岩永氏の演奏は、冒頭スカルラッティから力強い弾弦とリズムの躍動に溢れ、このソナタ集が単なるチェンバロ練習曲ではなく、パガニーニのカプリスにも匹敵する大胆で個性的な音楽であることを教えてくれる。
バッハの2番は、チェロ組曲の中では渋く地味な存在とされるが、プレリュードが開始されるや、雄大な表現にその認識は覆る。ことに、息もつかせぬプレストのテンポで弾かれたクーラントから、その強烈なテンションのままに、アタッカでサラバンドの深遠な瞑想へと没入していくあたり、岩永氏と他のギタリストの音楽性の巨きさの違いにはあらためて唖然とさせられるのだ。
普通は、ニ長調の和音でほのぼのと開始される椿姫幻想曲も、岩永氏の改編版では、オペラの原曲どおり死の床にあるヴィオレッタの姿を伝える悲痛な和音で幕を開ける。他にも加筆が施された岩永版は、名旋律を小ぎれいに繋ぎあわせたギター曲というこの曲のイメージとは次元を異にした、実際のオペラの舞台を彷彿させる、まさに華麗なる編曲演奏なのである。
グラナドスはギター独奏ではほとんど演奏されない3曲であることに加え、この作曲家の作風の根底にある、夢見るようなロマンが香る小曲を中間に配したところに、岩永氏の選曲センスが光る。一方で3曲目、東洋の行進曲は、イスラムの大伽藍を仰ぎ見るような驚きをもたらし、叩きつけるように鳴らされる不協和音の強打には、畏怖の念すら覚えるほどである。

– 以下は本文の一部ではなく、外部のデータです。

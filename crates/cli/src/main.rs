mod args;
mod commands;
mod printing;

use anyhow::Result;
use clap::Parser;
use tracing_subscriber::EnvFilter;

use args::SimulationArgs;
use commands::run;

/// Puncsim: a punctuated-equilibrium simulator
///
/// Evolves a two-trait phenotype in a finite population under
/// regression-to-mean mutation and fitness-weighted selection, optionally
/// with periodic population bottlenecks, and prints the per-generation
/// trait means.
#[derive(Parser, Debug)]
#[command(name = "puncsim")]
#[command(author, version, about = "Simulates punctuated evolution of a two-trait phenotype", long_about = None)]
struct Cli {
    /// Increase log verbosity on stderr (-v info, -vv debug, -vvv trace)
    ///
    /// RUST_LOG takes precedence when set.
    #[arg(short, long, action = clap::ArgAction::Count)]
    verbose: u8,

    #[command(flatten)]
    simulation: SimulationArgs,
}

fn init_tracing(verbose: u8) {
    let level = match verbose {
        0 => "warn",
        1 => "info",
        2 => "debug",
        _ => "trace",
    };
    let filter = EnvFilter::try_from_default_env().unwrap_or_else(|_| EnvFilter::new(level));

    tracing_subscriber::fmt()
        .with_env_filter(filter)
        .with_writer(std::io::stderr)
        .init();
}

fn main() -> Result<()> {
    let cli = Cli::parse();
    init_tracing(cli.verbose);

    run::run_simulation(&cli.simulation)
}
//! Builder pattern for creating simulations.
//!
//! Provides a fluent API for configuring and creating simulations with
//! the reference parameters as defaults and full validation on `build()`.

use crate::base::FitnessLandscape;
use crate::errors::SimulationError;
use crate::simulation::{Configuration, DemographyConfig, Simulation};

/// Builder for constructing Simulation instances with a fluent API.
///
/// Unset parameters keep their reference values, except the population-size
/// schedule, which stays constant unless [`oscillate`](Self::oscillate) is
/// called.
///
/// # Examples
///
/// ```
/// use puncsim_sim::simulation::SimulationBuilder;
///
/// // Constant population
/// let mut sim = SimulationBuilder::new()
///     .population_size(50)
///     .generations(20)
///     .seed(42)
///     .build()
///     .unwrap();
/// sim.run().unwrap();
///
/// // Oscillating between 100 and 10 individuals
/// let sim = SimulationBuilder::new()
///     .population_size(50)
///     .generations(100)
///     .oscillate(100, 10, 20, 5)
///     .selection_strength(2.0)
///     .mutation_rate(0.05)
///     .mutation_strength(0.1)
///     .build()
///     .unwrap();
/// ```
#[derive(Debug, Clone)]
pub struct SimulationBuilder {
    config: Configuration,
}

impl Default for SimulationBuilder {
    fn default() -> Self {
        Self::new()
    }
}

impl SimulationBuilder {
    /// Create a new simulation builder with default values.
    pub fn new() -> Self {
        Self {
            config: Configuration {
                demography: DemographyConfig::constant(),
                ..Configuration::default()
            },
        }
    }

    /// Start from an existing configuration.
    pub fn from_configuration(config: Configuration) -> Self {
        Self { config }
    }

    /// Set the starting population size.
    pub fn population_size(mut self, size: usize) -> Self {
        self.config.execution.population_size = size;
        self
    }

    /// Set the number of generations to run.
    pub fn generations(mut self, generations: usize) -> Self {
        self.config.execution.total_generations = generations;
        self
    }

    /// Set the random seed.
    pub fn seed(mut self, seed: u64) -> Self {
        self.config.execution.seed = Some(seed);
        self
    }

    /// Set the selection exponent.
    pub fn selection_strength(mut self, strength: f64) -> Self {
        self.config.evolution.selection_strength = strength;
        self
    }

    /// Set the per-allele mutation probability.
    pub fn mutation_rate(mut self, rate: f64) -> Self {
        self.config.evolution.mutation_rate = rate;
        self
    }

    /// Set the standard deviation of the mutation draw.
    pub fn mutation_strength(mut self, strength: f64) -> Self {
        self.config.evolution.mutation_strength = strength;
        self
    }

    /// Oscillate the population size between `big_size` for `big_generations`
    /// and `small_size` for `small_generations`, starting in the big phase.
    pub fn oscillate(
        mut self,
        big_size: usize,
        small_size: usize,
        big_generations: usize,
        small_generations: usize,
    ) -> Self {
        self.config.demography =
            DemographyConfig::oscillating(big_size, small_size, big_generations, small_generations);
        self
    }

    /// Keep the population at its starting size.
    pub fn constant_size(mut self) -> Self {
        self.config.demography.enabled = false;
        self
    }

    /// The configuration built so far.
    pub fn configuration(&self) -> &Configuration {
        &self.config
    }

    /// Build the simulation on the default landscape.
    ///
    /// # Errors
    /// Returns an error if the configuration is invalid.
    pub fn build(self) -> Result<Simulation, SimulationError> {
        Simulation::new(self.config)
    }

    /// Build the simulation on a custom landscape.
    pub fn build_with_landscape<L: FitnessLandscape>(
        self,
        landscape: L,
    ) -> Result<Simulation<L>, SimulationError> {
        Simulation::with_landscape(self.config, landscape)
    }
}

#[cfg(test)]
mod tests {
    use super::*;
    use crate::base::SineLandscape;
    use crate::errors::ConfigurationError;
    use crate::simulation::{EvolutionConfig, ExecutionConfig, Phase};

    #[test]
    fn test_builder_defaults() {
        let builder = SimulationBuilder::new();
        let config = builder.configuration();
        assert!(!config.demography.enabled);
        assert_eq!(config.execution.population_size, 10_000);
        assert_eq!(config.evolution.mutation_rate, 0.01);
    }

    #[test]
    fn test_builder_sets_parameters() {
        let builder = SimulationBuilder::new()
            .population_size(12)
            .generations(7)
            .seed(5)
            .selection_strength(1.5)
            .mutation_rate(0.2)
            .mutation_strength(0.05);
        let config = builder.configuration();

        assert_eq!(config.execution.population_size, 12);
        assert_eq!(config.execution.total_generations, 7);
        assert_eq!(config.execution.seed, Some(5));
        assert_eq!(config.evolution.selection_strength, 1.5);
        assert_eq!(config.evolution.mutation_rate, 0.2);
        assert_eq!(config.evolution.mutation_strength, 0.05);
    }

    #[test]
    fn test_builder_from_configuration() {
        let config = Configuration {
            execution: ExecutionConfig::new(6, 3, Some(11)),
            evolution: EvolutionConfig::new(2.0, 0.4, 0.1),
            demography: DemographyConfig::oscillating(6, 2, 1, 1),
        };

        let builder = SimulationBuilder::from_configuration(config.clone());
        assert_eq!(builder.configuration(), &config);

        let builder = builder.generations(5);
        assert_eq!(builder.configuration().execution.total_generations, 5);
        assert_eq!(builder.configuration().demography, config.demography);

        let sim = builder.build().unwrap();
        assert_eq!(sim.population().size(), 6);
    }

    #[test]
    fn test_builder_oscillation_toggle() {
        let builder = SimulationBuilder::new().oscillate(100, 10, 3, 2);
        assert!(builder.configuration().demography.enabled);
        assert_eq!(builder.configuration().demography.small_generations, 2);

        let builder = builder.constant_size();
        assert!(!builder.configuration().demography.enabled);
    }

    #[test]
    fn test_build_validates() {
        let err = SimulationBuilder::new().population_size(0).build().unwrap_err();
        assert_eq!(
            err,
            SimulationError::Configuration(ConfigurationError::EmptyPopulation)
        );

        let err = SimulationBuilder::new()
            .oscillate(100, 10, 0, 2)
            .build()
            .unwrap_err();
        assert_eq!(
            err,
            SimulationError::Configuration(ConfigurationError::ZeroPhaseDuration {
                phase: Phase::Big
            })
        );
    }

    #[test]
    fn test_build_with_landscape() {
        let sim = SimulationBuilder::new()
            .population_size(3)
            .generations(1)
            .build_with_landscape(SineLandscape::new(2.0))
            .unwrap();
        assert_eq!(sim.landscape().frequency, 2.0);
    }
}
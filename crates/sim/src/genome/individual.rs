use serde::{Deserialize, Serialize};

/// An individual with a two-trait phenotype.
///
/// `Individual` carries one real-valued allele for each of the two traits
/// (A and B). It has no identity beyond its trait values: two individuals
/// with equal traits are indistinguishable, and resampling may copy the same
/// individual several times into a population.
#[derive(Debug, Clone, Copy, PartialEq, Default, Serialize, Deserialize)]
pub struct Individual {
    /// Trait A allele value
    a: f64,
    /// Trait B allele value
    b: f64,
}

impl Individual {
    /// Create a new `Individual` from its two trait values.
    #[inline]
    pub fn new(a: f64, b: f64) -> Self {
        Self { a, b }
    }

    /// Trait A value.
    #[inline]
    pub fn a(&self) -> f64 {
        self.a
    }

    /// Trait B value.
    #[inline]
    pub fn b(&self) -> f64 {
        self.b
    }

    /// Value of the trait at `locus`.
    #[inline]
    pub fn get(&self, locus: Locus) -> f64 {
        match locus {
            Locus::A => self.a,
            Locus::B => self.b,
        }
    }

    /// Overwrite the trait at `locus`.
    #[inline]
    pub fn set(&mut self, locus: Locus, value: f64) {
        match locus {
            Locus::A => self.a = value,
            Locus::B => self.b = value,
        }
    }

    /// Both trait values as a tuple `(a, b)`.
    #[inline]
    pub fn traits(&self) -> (f64, f64) {
        (self.a, self.b)
    }
}

impl From<(f64, f64)> for Individual {
    fn from((a, b): (f64, f64)) -> Self {
        Self::new(a, b)
    }
}

/// One of the two trait loci of an individual.
#[derive(Debug, Clone, Copy, PartialEq, Eq, Hash, Serialize, Deserialize)]
pub enum Locus {
    A,
    B,
}

impl Locus {
    /// Both loci, in the order they are visited by the operators.
    pub const ALL: [Locus; 2] = [Locus::A, Locus::B];
}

武満は、歌のアレンジ2曲の間に純音楽作品を挟むことで、世界的知名度に比し、音楽自体が一般に親しまれているとは言い難いこの作曲家の本質を、分りやすく紹介しようという狙い。調性音楽の日常から、武満独自の音響空間へと旅し、ふたたびもとの世界へ帰ってくるといった、貴重な体験を聴衆にもたらした。
目下のところ、岩永氏にしか弾けないギター編コダーイのチェロソナタ。今回は全楽章ではなく、ピアノのためのごく短い、しかし静謐さが凝縮されたレントを序奏のように置き、続いて第3楽章のみが演奏された。余人には成し得ない凄演であることは言うまでもなく、超絶技巧のオンパレードと、迸る劇性に興奮度は最高潮に達した。特筆すべきは、これを編曲作品ではなく、オリジナル作品のように聴かせてしまう岩永氏の驚異的なテクニックと音楽性である。その感動は、作曲者がこの演奏を聴いたら、間違いなくギターソナタの作曲に取り掛ったろう、そう確信させずにはいられないほどのものであった。
アンコールは、グリーグのソルヴェイグの歌、ベルナンブーコの鐘の響き(原曲にない派手なパッセージ入り)、アメイジンググレイスの3曲。
11月28日、東京渋谷区のHakujyuホールにて、岩永善信氏のリサイタルを聴く。